What you are asked to do: Every line of the material must appear in the answer exactly as it does here.

Data shown:
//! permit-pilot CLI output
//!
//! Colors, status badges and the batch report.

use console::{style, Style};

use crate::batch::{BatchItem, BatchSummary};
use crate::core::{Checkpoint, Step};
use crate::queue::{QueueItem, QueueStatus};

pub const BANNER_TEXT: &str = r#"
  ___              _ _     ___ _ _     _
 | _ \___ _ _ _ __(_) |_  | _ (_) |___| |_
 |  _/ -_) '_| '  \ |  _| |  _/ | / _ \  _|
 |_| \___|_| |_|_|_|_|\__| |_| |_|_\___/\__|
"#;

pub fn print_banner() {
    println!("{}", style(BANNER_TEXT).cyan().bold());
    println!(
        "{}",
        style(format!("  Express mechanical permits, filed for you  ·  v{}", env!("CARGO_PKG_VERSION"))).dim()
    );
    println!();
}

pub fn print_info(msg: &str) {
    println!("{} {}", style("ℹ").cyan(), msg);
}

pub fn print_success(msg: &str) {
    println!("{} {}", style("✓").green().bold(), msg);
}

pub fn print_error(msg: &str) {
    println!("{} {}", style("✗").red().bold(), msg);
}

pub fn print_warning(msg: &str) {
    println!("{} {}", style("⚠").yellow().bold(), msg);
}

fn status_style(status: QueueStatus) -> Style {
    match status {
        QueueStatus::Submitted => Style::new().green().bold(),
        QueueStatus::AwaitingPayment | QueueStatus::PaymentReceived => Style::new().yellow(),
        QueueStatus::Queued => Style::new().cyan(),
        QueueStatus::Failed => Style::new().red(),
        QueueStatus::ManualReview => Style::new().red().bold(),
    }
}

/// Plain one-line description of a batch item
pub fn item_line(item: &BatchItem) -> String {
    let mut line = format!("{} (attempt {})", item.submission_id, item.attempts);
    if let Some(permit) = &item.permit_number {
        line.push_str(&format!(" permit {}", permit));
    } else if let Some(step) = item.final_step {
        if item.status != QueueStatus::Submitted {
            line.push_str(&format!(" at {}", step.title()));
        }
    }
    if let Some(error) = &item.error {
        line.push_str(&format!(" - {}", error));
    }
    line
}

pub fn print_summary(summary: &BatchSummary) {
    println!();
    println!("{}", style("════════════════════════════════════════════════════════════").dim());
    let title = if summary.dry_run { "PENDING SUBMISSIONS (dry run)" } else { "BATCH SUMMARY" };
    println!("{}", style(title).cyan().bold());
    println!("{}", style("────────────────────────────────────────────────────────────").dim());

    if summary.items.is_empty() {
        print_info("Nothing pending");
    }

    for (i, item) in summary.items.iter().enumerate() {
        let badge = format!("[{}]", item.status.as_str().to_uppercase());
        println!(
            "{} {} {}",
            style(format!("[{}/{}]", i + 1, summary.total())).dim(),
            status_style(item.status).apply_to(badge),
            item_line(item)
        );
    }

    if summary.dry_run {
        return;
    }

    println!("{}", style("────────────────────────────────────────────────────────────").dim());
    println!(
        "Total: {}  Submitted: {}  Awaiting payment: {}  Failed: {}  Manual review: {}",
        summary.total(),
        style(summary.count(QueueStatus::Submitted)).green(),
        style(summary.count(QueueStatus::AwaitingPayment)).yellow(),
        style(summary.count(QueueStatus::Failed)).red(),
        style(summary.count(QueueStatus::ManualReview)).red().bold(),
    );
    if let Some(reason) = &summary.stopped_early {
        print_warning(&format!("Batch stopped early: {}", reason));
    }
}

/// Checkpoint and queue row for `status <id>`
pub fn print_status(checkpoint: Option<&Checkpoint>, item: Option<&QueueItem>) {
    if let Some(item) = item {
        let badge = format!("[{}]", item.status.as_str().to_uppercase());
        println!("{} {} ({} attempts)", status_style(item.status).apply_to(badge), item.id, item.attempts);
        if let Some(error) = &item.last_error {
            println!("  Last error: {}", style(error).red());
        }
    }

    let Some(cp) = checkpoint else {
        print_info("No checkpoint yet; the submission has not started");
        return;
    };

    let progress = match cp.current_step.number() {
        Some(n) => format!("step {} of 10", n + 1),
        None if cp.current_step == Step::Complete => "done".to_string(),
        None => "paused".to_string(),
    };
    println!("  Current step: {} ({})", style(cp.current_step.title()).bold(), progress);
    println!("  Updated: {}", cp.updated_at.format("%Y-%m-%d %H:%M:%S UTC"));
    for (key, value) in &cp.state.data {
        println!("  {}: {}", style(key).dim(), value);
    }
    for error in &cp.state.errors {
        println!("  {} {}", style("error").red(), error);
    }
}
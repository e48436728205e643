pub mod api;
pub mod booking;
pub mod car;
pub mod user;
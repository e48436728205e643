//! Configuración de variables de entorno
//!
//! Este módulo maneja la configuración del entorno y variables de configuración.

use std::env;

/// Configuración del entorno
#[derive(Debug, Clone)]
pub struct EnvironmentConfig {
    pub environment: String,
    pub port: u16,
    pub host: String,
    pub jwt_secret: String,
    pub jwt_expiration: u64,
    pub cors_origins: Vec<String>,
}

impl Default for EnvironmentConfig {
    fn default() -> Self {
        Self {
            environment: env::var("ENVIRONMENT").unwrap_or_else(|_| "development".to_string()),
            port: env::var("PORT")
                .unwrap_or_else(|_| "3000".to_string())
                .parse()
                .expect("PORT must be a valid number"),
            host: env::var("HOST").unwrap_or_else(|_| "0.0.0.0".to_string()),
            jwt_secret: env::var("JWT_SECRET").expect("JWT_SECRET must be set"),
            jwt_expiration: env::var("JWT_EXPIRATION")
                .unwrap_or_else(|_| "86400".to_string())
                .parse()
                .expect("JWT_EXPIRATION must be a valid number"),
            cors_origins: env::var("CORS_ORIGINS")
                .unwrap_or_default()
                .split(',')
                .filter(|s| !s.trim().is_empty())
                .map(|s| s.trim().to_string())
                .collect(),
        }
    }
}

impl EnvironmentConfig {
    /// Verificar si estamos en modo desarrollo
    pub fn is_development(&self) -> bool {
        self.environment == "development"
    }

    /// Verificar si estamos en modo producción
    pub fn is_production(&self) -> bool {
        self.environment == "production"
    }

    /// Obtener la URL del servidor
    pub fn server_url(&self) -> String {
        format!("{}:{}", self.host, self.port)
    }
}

Result below:
//! permit-pilot CLI output
//!
//! Colors, status badges and the batch report.

use console::{style, Style};

use crate::batch::{BatchItem, BatchSummary};
use crate::core::{Checkpoint, Step};
use crate::queue::{QueueItem, QueueStatus};

pub const BANNER_TEXT: &str = r#"
  ___              _ _     ___ _ _     _
 | _ \___ _ _ _ __(_) |_  | _ (_) |___| |_
 |  _/ -_) '_| '  \ |  _| |  _/ | / _ \  _|
 |_| \___|_| |_|_|_|_|\__| |_| |_|_\___/\__|
"#;

pub fn print_banner() {
    println!("{}", style(BANNER_TEXT).cyan().bold());
    println!(
        "{}",
        style(format!("  Express mechanical permits, filed for you  ·  v{}", env!("CARGO_PKG_VERSION"))).dim()
    );
    println!();
}

pub fn print_info(msg: &str) {
    println!("{} {}", style("ℹ").cyan(), msg);
}

pub fn print_success(msg: &str) {
    println!("{} {}", style("✓").green().bold(), msg);
}

pub fn print_error(msg: &str) {
    println!("{} {}", style("✗").red().bold(), msg);
}

pub fn print_warning(msg: &str) {
    println!("{} {}", style("⚠").yellow().bold(), msg);
}

fn status_style(status: QueueStatus) -> Style {
    match status {
        QueueStatus::Submitted => Style::new().green().bold(),
        QueueStatus::AwaitingPayment | QueueStatus::PaymentReceived => Style::new().yellow(),
        QueueStatus::Queued => Style::new().cyan(),
        QueueStatus::Failed => Style::new().red(),
        QueueStatus::ManualReview => Style::new().red().bold(),
    }
}

/// Plain one-line description of a batch item
pub fn item_line(item: &BatchItem) -> String {
    let mut line = format!("{} (attempt {})", item.submission_id, item.attempts);
    if let Some(permit) = &item.permit_number {
        line.push_str(&format!(" permit {}", permit));
    } else if let Some(step) = item.final_step {
        if item.status != QueueStatus::Submitted {
            line.push_str(&format!(" at {}", step.title()));
        }
    }
    if let Some(error) = &item.error {
        line.push_str(&format!(" - {}", error));
    }
    line
}

pub fn print_summary(summary: &BatchSummary) {
    println!();
    println!("{}", style("════════════════════════════════════════════════════════════").dim());
    let title = if summary.dry_run { "PENDING SUBMISSIONS (dry run)" } else { "BATCH SUMMARY" };
    println!("{}", style(title).cyan().bold());
    println!("{}", style("────────────────────────────────────────────────────────────").dim());

    if summary.items.is_empty() {
        print_info("Nothing pending");
    }

    for (i, item) in summary.items.iter().enumerate() {
        let badge = format!("[{}]", item.status.as_str().to_uppercase());
        println!(
            "{} {} {}",
            style(format!("[{}/{}]", i + 1, summary.total())).dim(),
            status_style(item.status).apply_to(badge),
            item_line(item)
        );
    }

    if summary.dry_run {
        return;
    }

    println!("{}", style("────────────────────────────────────────────────────────────").dim());
    println!(
        "Total: {}  Submitted: {}  Awaiting payment: {}  Failed: {}  Manual review: {}",
        summary.total(),
        style(summary.count(QueueStatus::Submitted)).green(),
        style(summary.count(QueueStatus::AwaitingPayment)).yellow(),
        style(summary.count(QueueStatus::Failed)).red(),
        style(summary.count(QueueStatus::ManualReview)).red().bold(),
    );
    if let Some(reason) = &summary.stopped_early {
        print_warning(&format!("Batch stopped early: {}", reason));
    }
}

/// Checkpoint and queue row for `status <id>`
pub fn print_status(checkpoint: Option<&Checkpoint>, item: Option<&QueueItem>) {
    if let Some(item) = item {
        let badge = format!("[{}]", item.status.as_str().to_uppercase());
        println!("{} {} ({} attempts)", status_style(item.status).apply_to(badge), item.id, item.attempts);
        if let Some(error) = &item.last_error {
            println!("  Last error: {}", style(error).red());
        }
    }

    let Some(cp) = checkpoint else {
        print_info("No checkpoint yet; the submission has not started");
        return;
    };

    let progress = match cp.current_step.number() {
        Some(n) => format!("step {} of 10", n + 1),
        None if cp.current_step == Step::Complete => "done".to_string(),
        None => "paused".to_string(),
    };
    println!("  Current step: {} ({})", style(cp.current_step.title()).bold(), progress);
    println!("  Updated: {}", cp.updated_at.format("%Y-%m-%d %H:%M:%S UTC"));
    for (key, value) in &cp.state.data {
        println!("  {}: {}", style(key).dim(), value);
    }
    for error in &cp.state.errors {
        println!("  {} {}", style("error").red(), error);
    }
}
repository e48436728205e643
pub mod api;
pub mod booking;
pub mod car;
pub mod user;
repository e48436728205e643
//! Configuración de variables de entorno
//!
//! Este módulo maneja la configuración del entorno y variables de configuración.

use std::env;

/// Configuración del entorno
#[derive(Debug, Clone)]
pub struct EnvironmentConfig {
    pub environment: String,
    pub port: u16,
    pub host: String,
    pub jwt_secret: String,
    pub jwt_expiration: u64,
    pub cors_origins: Vec<String>,
}

impl Default for EnvironmentConfig {
    fn default() -> Self {
        Self {
            environment: env::var("ENVIRONMENT").unwrap_or_else(|_| "development".to_string()),
            port: env::var("PORT")
                .unwrap_or_else(|_| "3000".to_string())
                .parse()
                .expect("PORT must be a valid number"),
            host: env::var("HOST").unwrap_or_else(|_| "0.0.0.0".to_string()),
            jwt_secret: env::var("JWT_SECRET").expect("JWT_SECRET must be set"),
            jwt_expiration: env::var("JWT_EXPIRATION")
                .unwrap_or_else(|_| "86400".to_string())
                .parse()
                .expect("JWT_EXPIRATION must be a valid number"),
            cors_origins: env::var("CORS_ORIGINS")
                .unwrap_or_default()
                .split(',')
                .filter(|s| !s.trim().is_empty())
                .map(|s| s.trim().to_string())
                .collect(),
        }
    }
}

impl EnvironmentConfig {
    /// Verificar si estamos en modo desarrollo
    pub fn is_development(&self) -> bool {
        self.environment == "development"
    }

    /// Verificar si estamos en modo producción
    pub fn is_production(&self) -> bool {
        self.environment == "production"
    }

    /// Obtener la URL del servidor
    pub fn server_url(&self) -> String {
        format!("{}:{}", self.host, self.port)
    }
}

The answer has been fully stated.